Antaeotricha fasciatum

Scientific classification
- Domain: Eukaryota
- Kingdom: Animalia
- Phylum: Arthropoda
- Class: Insecta
- Order: Lepidoptera
- Family: Depressariidae
- Genus: Antaeotricha
- Species: A. fasciatum
- Binomial name: Antaeotricha fasciatum (Busck, 1911)
- Synonyms: Stenoma fasciatum Busck, 1911;

= Antaeotricha fasciatum =

- Authority: (Busck, 1911)
- Synonyms: Stenoma fasciatum Busck, 1911

Species of moth

Antaeotricha fasciatum is a moth in the family Depressariidae. It was described by August Busck in 1911. It is found in French Guiana.

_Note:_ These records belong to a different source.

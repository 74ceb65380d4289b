//! Stage approval, regeneration, part generation and ad-hoc execution.

use anyhow::{Context, Result, bail};
use cadforge::design::Approval;
use cadforge::executor::SandboxedExecutor;
use cadforge::parts::PartEvent;
use cadforge_common::ExportFormat;
use console::style;
use indicatif::{ProgressBar, ProgressStyle};
use std::path::Path;
use tokio::sync::mpsc;

use super::project::{print_stage_output, print_summary};
use super::{Session, load_config};
use crate::Cli;

pub async fn cmd_advance(
    cli: &Cli,
    project_dir: &Path,
    reference: &str,
    by: Option<String>,
    note: Option<String>,
) -> Result<()> {
    let session = Session::open(cli, project_dir)?;
    let id = session.resolve(reference).await?;
    let approval = Approval {
        approved_by: by,
        note,
    };
    let output = session.pipeline.advance(id, approval).await?;
    print_stage_output(&output);
    Ok(())
}

pub async fn cmd_regenerate(
    cli: &Cli,
    project_dir: &Path,
    reference: &str,
    feedback: Option<&str>,
) -> Result<()> {
    let session = Session::open(cli, project_dir)?;
    let id = session.resolve(reference).await?;
    let output = session.pipeline.regenerate(id, feedback).await?;
    print_stage_output(&output);
    Ok(())
}

pub async fn cmd_accept(
    cli: &Cli,
    project_dir: &Path,
    reference: &str,
    by: Option<String>,
) -> Result<()> {
    let session = Session::open(cli, project_dir)?;
    let id = session.resolve(reference).await?;
    let approval = Approval {
        approved_by: by,
        note: Some("partial result accepted".to_string()),
    };
    let project = session.pipeline.accept_partial(id, approval).await?;
    println!(
        "Project {} is at {} with {} of {} parts generated",
        project.short_id(),
        style(project.stage).cyan(),
        project.generated_parts,
        project.total_parts
    );
    Ok(())
}

pub async fn cmd_generate(
    cli: &Cli,
    project_dir: &Path,
    reference: &str,
    part: Option<u32>,
    max_parallel: Option<usize>,
) -> Result<()> {
    let session = Session::open_with(cli, project_dir, max_parallel)?;
    let id = session.resolve(reference).await?;

    if let Some(part_number) = part {
        let report = session.pipeline.generate_part(id, part_number).await?;
        let marker = if report.is_completed() {
            style("✓").green()
        } else {
            style("✗").red()
        };
        println!(
            "{} part {} {} ({})",
            marker,
            report.part_number,
            report.status,
            report.unit_id.as_deref().unwrap_or("no unit")
        );
        if let Some(error) = &report.error {
            println!("  {}", style(error.lines().next().unwrap_or_default()).dim());
        }
        if report.completed_project {
            println!("{}", style("Project completed.").green().bold());
        }
        return Ok(());
    }

    let (tx, rx) = mpsc::channel(64);
    let pipeline = session.pipeline.with_part_events(tx);
    let render = tokio::spawn(render_progress(rx));
    let result = pipeline.generate_all(id).await;
    // Closes the event channel so the renderer finishes.
    drop(pipeline);
    render.await.ok();

    print_summary(&result?);
    Ok(())
}

async fn render_progress(mut rx: mpsc::Receiver<PartEvent>) {
    let style_result = ProgressStyle::default_bar()
        .template("{prefix:.bold.dim} [{bar:40.cyan/blue}] {pos}/{len} {msg}")
        .map(|s| s.progress_chars("█▓▒░"));
    let bar = ProgressBar::new(0);
    if let Ok(bar_style) = style_result {
        bar.set_style(bar_style);
    }
    bar.set_prefix("Parts");

    while let Some(event) = rx.recv().await {
        match event {
            PartEvent::Planned { parts, .. } => {
                bar.set_length(parts.len() as u64);
                bar.enable_steady_tick(std::time::Duration::from_millis(100));
            }
            PartEvent::Started { part_number, name } => {
                bar.set_message(format!("{} {}", style(part_number).yellow(), name));
            }
            PartEvent::Settled { report } => {
                let marker = if report.is_completed() {
                    style("✓").green()
                } else {
                    style("✗").red()
                };
                bar.println(format!(
                    "  {} part {} {}",
                    marker,
                    report.part_number,
                    report
                        .error
                        .as_deref()
                        .and_then(|e| e.lines().next())
                        .unwrap_or_default()
                ));
                bar.inc(1);
            }
            PartEvent::Finished { .. } => {
                bar.finish_and_clear();
            }
        }
    }
    if !bar.is_finished() {
        bar.finish_and_clear();
    }
}

pub async fn cmd_execute(
    cli: &Cli,
    project_dir: &Path,
    file: &Path,
    unit_id: &str,
    formats: &[String],
    output_dir: Option<&Path>,
) -> Result<()> {
    let config = load_config(cli, project_dir)?.with_overrides(cli.exec_timeout, None);
    let source = std::fs::read_to_string(file)
        .with_context(|| format!("Failed to read {}", file.display()))?;

    let formats: Vec<ExportFormat> = if formats.is_empty() {
        config.toml.executor.formats.clone()
    } else {
        formats
            .iter()
            .map(|f| f.parse::<ExportFormat>())
            .collect::<Result<_, _>>()
            .map_err(anyhow::Error::msg)?
    };
    if formats.is_empty() {
        bail!("No export formats configured");
    }

    let output_dir = match output_dir {
        Some(dir) => dir.to_path_buf(),
        None => config.output_dir.join("adhoc"),
    };
    let executor = SandboxedExecutor::from_config(&config.toml.executor);
    let result = executor
        .execute(&source, unit_id, &formats, &output_dir)
        .await?;

    let marker = if result.is_success() {
        style("✓").green()
    } else {
        style("✗").red()
    };
    println!(
        "{} {} [{}] via {} in {}ms",
        marker,
        result.unit_id,
        result.outcome.kind_str(),
        executor.runtime_name(),
        result.duration.as_millis()
    );
    for exported in &result.files {
        println!(
            "  {} {} ({} bytes)",
            exported.format,
            exported.path.display(),
            exported.bytes
        );
    }
    if let Some(error) = result.error_text() {
        for line in error.lines().take(12) {
            println!("  {}", style(line).dim());
        }
    }
    if !result.is_success() {
        bail!("Execution failed: {}", result.outcome.kind_str());
    }
    Ok(())
}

The wingspan is 21–24 mm. The forewings are light greyish ochreous with a broad blackish brown oblique fascia, this begins on the costa from the basal fourth to the middle of the costa and reaches to the middle of the dorsum. The edges are not even but reasonably parallel and sharply defined against the lighter basal and apical parts of the wing. At the apical third is an indistinct and ill-defined dark fuscous cloud parallel with the fascia and mainly noticeable by its outer edge, which appears as a dark, thin, undulating line from a small costal spot to the tornus. The hindwings are dark fuscous.